Panggilan masuk dari Johnny mewanti-wanti Jeffrey untuk benar-benar datang malam ini atau kekacauan besar akan terjadi.

"Aku akan datang malam ini, jangan khawatir! Aku tidak akan mengulur waktu lagi." Begitu jawab Jeffrey berupaya menyematkan nada pasti.

Malam hari tiba, Jeffrey telah bersiap dengan pakaian serba hitam melekat. Kaos, celana jeans, jaket kulit, dan topi. Seperti itu, Jeffrey beranjak meninggalkan ruang bernuansa gading tempat seorang perempuan berbaring dalam lelap, Jeffrey kira. Namun, perkiraan Jeffrey salah. Ia dibuat terkesiap dengan sebuah tangan yang menahan lengannya manakala ia hendak mencapai pintu utama rumah.

"Kamu mau pergi menemui Johnny?"

Ada keresahan yang terlukis kentara di balik bola mata Rosé kala Jeffrey memandangnya.

"Tidak bisakah kau menemuinya lain kali saja?"

Sempat membuat Jeffrey goyah, tetapi pria itu tetap pada pendirian dengan berkata, "Aku harus membereskan urusan kami sekarang juga, atau dia akan membuat semuanya semakin kacau."

Jemari kecil Rosé hendak Jeffrey singkirkan, tetapi perempuan itu justru memasang keseluruhan jemarinya pada lengan Jeffrey sembari menggeleng enggan ditinggalkan.
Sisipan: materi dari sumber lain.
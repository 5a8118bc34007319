use std::env;
use std::fmt;
use std::net::{IpAddr, SocketAddr};
use std::path::PathBuf;
use std::time::Duration;

/// Distinguishes runtime behavior for different stages of the service.
#[derive(Debug, Clone, Copy, PartialEq, Eq)]
pub enum AppEnvironment {
    Development,
    Test,
    Production,
}

impl AppEnvironment {
    fn from_str(value: &str) -> Self {
        match value.trim().to_ascii_lowercase().as_str() {
            "prod" | "production" => Self::Production,
            "test" | "ci" => Self::Test,
            _ => Self::Development,
        }
    }
}

/// Top-level configuration for the application.
#[derive(Debug, Clone)]
pub struct AppConfig {
    pub environment: AppEnvironment,
    pub server: ServerConfig,
    pub telemetry: TelemetryConfig,
    pub storage: StorageConfig,
    pub recruitment: RecruitmentConfig,
    pub auth: AuthConfig,
}

impl AppConfig {
    pub fn load() -> Result<Self, ConfigError> {
        dotenvy::dotenv().ok();

        let environment = AppEnvironment::from_str(
            &env::var("APP_ENV").unwrap_or_else(|_| "development".to_string()),
        );

        let host = env::var("APP_HOST").unwrap_or_else(|_| "127.0.0.1".to_string());
        let port = env::var("APP_PORT")
            .unwrap_or_else(|_| "3000".to_string())
            .parse::<u16>()
            .map_err(|_| ConfigError::InvalidPort)?;

        let log_level = env::var("APP_LOG_LEVEL").unwrap_or_else(|_| "info".to_string());
        let log_format = LogFormat::from_str(
            &env::var("APP_LOG_FORMAT").unwrap_or_else(|_| "compact".to_string()),
        );

        let storage = StorageConfig {
            table_prefix: env::var("ENROLLMENT_TABLE_PREFIX")
                .unwrap_or_else(|_| DEFAULT_TABLE_PREFIX.to_string()),
            page_size: parse_number("ENROLLMENT_STORE_PAGE_SIZE", DEFAULT_STORE_PAGE_SIZE)?,
            seed_path: optional_var("ENROLLMENT_SEED_PATH").map(PathBuf::from),
        };
        if storage.page_size == 0 {
            return Err(ConfigError::InvalidNumber {
                name: "ENROLLMENT_STORE_PAGE_SIZE",
            });
        }

        let retry = RetrySettings {
            max_attempts: parse_number("ENROLLMENT_RETRY_ATTEMPTS", 3)?,
            initial_backoff: Duration::from_millis(parse_number(
                "ENROLLMENT_RETRY_INITIAL_MS",
                25,
            )?),
            max_backoff: Duration::from_millis(parse_number("ENROLLMENT_RETRY_MAX_MS", 400)?),
        };
        if retry.max_attempts == 0 || retry.initial_backoff > retry.max_backoff {
            return Err(ConfigError::InvalidRetryWindow);
        }

        let recruitment = RecruitmentConfig {
            closed_domains: optional_var("ENROLLMENT_CLOSED_DOMAINS")
                .map(|raw| split_list(&raw))
                .unwrap_or_default(),
            catalog_path: optional_var("ENROLLMENT_CATALOG_PATH").map(PathBuf::from),
            retry,
        };

        let auth = AuthConfig {
            jwt_secret: optional_var("AUTH_JWT_SECRET"),
            audience: optional_var("AUTH_JWT_AUDIENCE"),
        };

        Ok(Self {
            environment,
            server: ServerConfig { host, port },
            telemetry: TelemetryConfig {
                log_level,
                format: log_format,
            },
            storage,
            recruitment,
            auth,
        })
    }
}

const DEFAULT_TABLE_PREFIX: &str = "enrollments-site";
const DEFAULT_STORE_PAGE_SIZE: usize = 25;

fn optional_var(name: &str) -> Option<String> {
    env::var(name)
        .ok()
        .map(|value| value.trim().to_string())
        .filter(|value| !value.is_empty())
}

fn parse_number<T: std::str::FromStr>(name: &'static str, default: T) -> Result<T, ConfigError> {
    match optional_var(name) {
        Some(raw) => raw
            .parse::<T>()
            .map_err(|_| ConfigError::InvalidNumber { name }),
        None => Ok(default),
    }
}

fn split_list(raw: &str) -> Vec<String> {
    raw.split(',')
        .map(str::trim)
        .filter(|entry| !entry.is_empty())
        .map(str::to_string)
        .collect()
}

/// Settings controlling the HTTP server binding.
#[derive(Debug, Clone)]
pub struct ServerConfig {
    pub host: String,
    pub port: u16,
}

impl ServerConfig {
    pub fn socket_addr(&self) -> Result<SocketAddr, ConfigError> {
        if self.host.eq_ignore_ascii_case("localhost") {
            return Ok(SocketAddr::new(IpAddr::from([127, 0, 0, 1]), self.port));
        }

        let ip: IpAddr = self
            .host
            .parse()
            .map_err(|source| ConfigError::InvalidHost { source })?;

        Ok(SocketAddr::new(ip, self.port))
    }
}

/// Tracing output controls.
#[derive(Debug, Clone)]
pub struct TelemetryConfig {
    pub log_level: String,
    pub format: LogFormat,
}

#[derive(Debug, Clone, Copy, PartialEq, Eq)]
pub enum LogFormat {
    Compact,
    Json,
}

impl LogFormat {
    fn from_str(value: &str) -> Self {
        match value.trim().to_ascii_lowercase().as_str() {
            "json" => Self::Json,
            _ => Self::Compact,
        }
    }
}

/// Record store layout: table naming and scan paging.
#[derive(Debug, Clone)]
pub struct StorageConfig {
    pub table_prefix: String,
    /// Items evaluated per store scan page.
    pub page_size: usize,
    pub seed_path: Option<PathBuf>,
}

impl StorageConfig {
    pub fn table_name(&self, suffix: &str) -> String {
        format!("{}-{}", self.table_prefix, suffix)
    }
}

impl Default for StorageConfig {
    fn default() -> Self {
        Self {
            table_prefix: DEFAULT_TABLE_PREFIX.to_string(),
            page_size: DEFAULT_STORE_PAGE_SIZE,
            seed_path: None,
        }
    }
}

/// Workflow policy knobs.
#[derive(Debug, Clone, Default)]
pub struct RecruitmentConfig {
    /// Domains whose submission deadline has passed.
    pub closed_domains: Vec<String>,
    pub catalog_path: Option<PathBuf>,
    pub retry: RetrySettings,
}

#[derive(Debug, Clone, Copy, PartialEq, Eq)]
pub struct RetrySettings {
    pub max_attempts: u32,
    pub initial_backoff: Duration,
    pub max_backoff: Duration,
}

impl Default for RetrySettings {
    fn default() -> Self {
        Self {
            max_attempts: 3,
            initial_backoff: Duration::from_millis(25),
            max_backoff: Duration::from_millis(400),
        }
    }
}

/// Bearer-token verification settings.
#[derive(Debug, Clone, Default)]
pub struct AuthConfig {
    pub jwt_secret: Option<String>,
    pub audience: Option<String>,
}

#[derive(Debug)]
pub enum ConfigError {
    InvalidPort,
    InvalidHost { source: std::net::AddrParseError },
    InvalidNumber { name: &'static str },
    InvalidRetryWindow,
}

impl fmt::Display for ConfigError {
    fn fmt(&self, f: &mut fmt::Formatter<'_>) -> fmt::Result {
        match self {
            ConfigError::InvalidPort => write!(f, "APP_PORT must be a valid u16"),
            ConfigError::InvalidHost { .. } => {
                write!(f, "APP_HOST must parse to an IPv4 or IPv6 address")
            }
            ConfigError::InvalidNumber { name } => {
                write!(f, "{name} must be a positive integer")
            }
            ConfigError::InvalidRetryWindow => write!(
                f,
                "retry settings need at least one attempt and an initial backoff no larger than the max"
            ),
        }
    }
}

impl std::error::Error for ConfigError {
    fn source(&self) -> Option<&(dyn std::error::Error + 'static)> {
        match self {
            ConfigError::InvalidHost { source } => Some(source),
            ConfigError::InvalidPort
            | ConfigError::InvalidNumber { .. }
            | ConfigError::InvalidRetryWindow => None,
        }
    }
}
Dan, Jeffrey dengan berat hati berupaya membebaskan lengannya lalu melangkah pergi. Sempat beberapa kali seruan Rosé di belakang sana menghadang. Ia berkata di luar sana hujan deras, dan Jeffrey bisa saja terserang demam. Ia juga mengutarakan ketakutannya terhadap petir yang menyambar-nyambar.

Namun, Jeffrey tiada menghiraukan, bahkan ketika telinga pria itu digaungkan oleh sebuah tawaran bercinta, gagang pintu tetap ditariknya lalu ia tak mendengar apa pun lagi kecuali deru suara hujan beserta sekawanan guntur dan degungan serangga.

Di situ, Jeffrey mulai meragu untuk sungguh-sungguh berjibaku dengan dingin dan gelap yang disajikan alam alih-alih menjemput kehangatan yang ditawarkan oleh seorang perempuan.

Lima menit, Jeffrey butuh lima menit untuk berdiskusi dengan seisi pikiran. Tersisa satu jam lagi sebelum jarum pendek dan panjang menunjuk pukul dua belas malam. Jeffrey tergulung bimbang. Meskipun ia telah sempat menjadwalkan penghapusan otomatis video rekaman perbuatannya pada ponsel Lucas yang ada di tangan Johnny tepat pukul dua belas malam nanti, Jeffrey tak yakin utuh jika Johnny tak lagi memiliki salinan video tersebut.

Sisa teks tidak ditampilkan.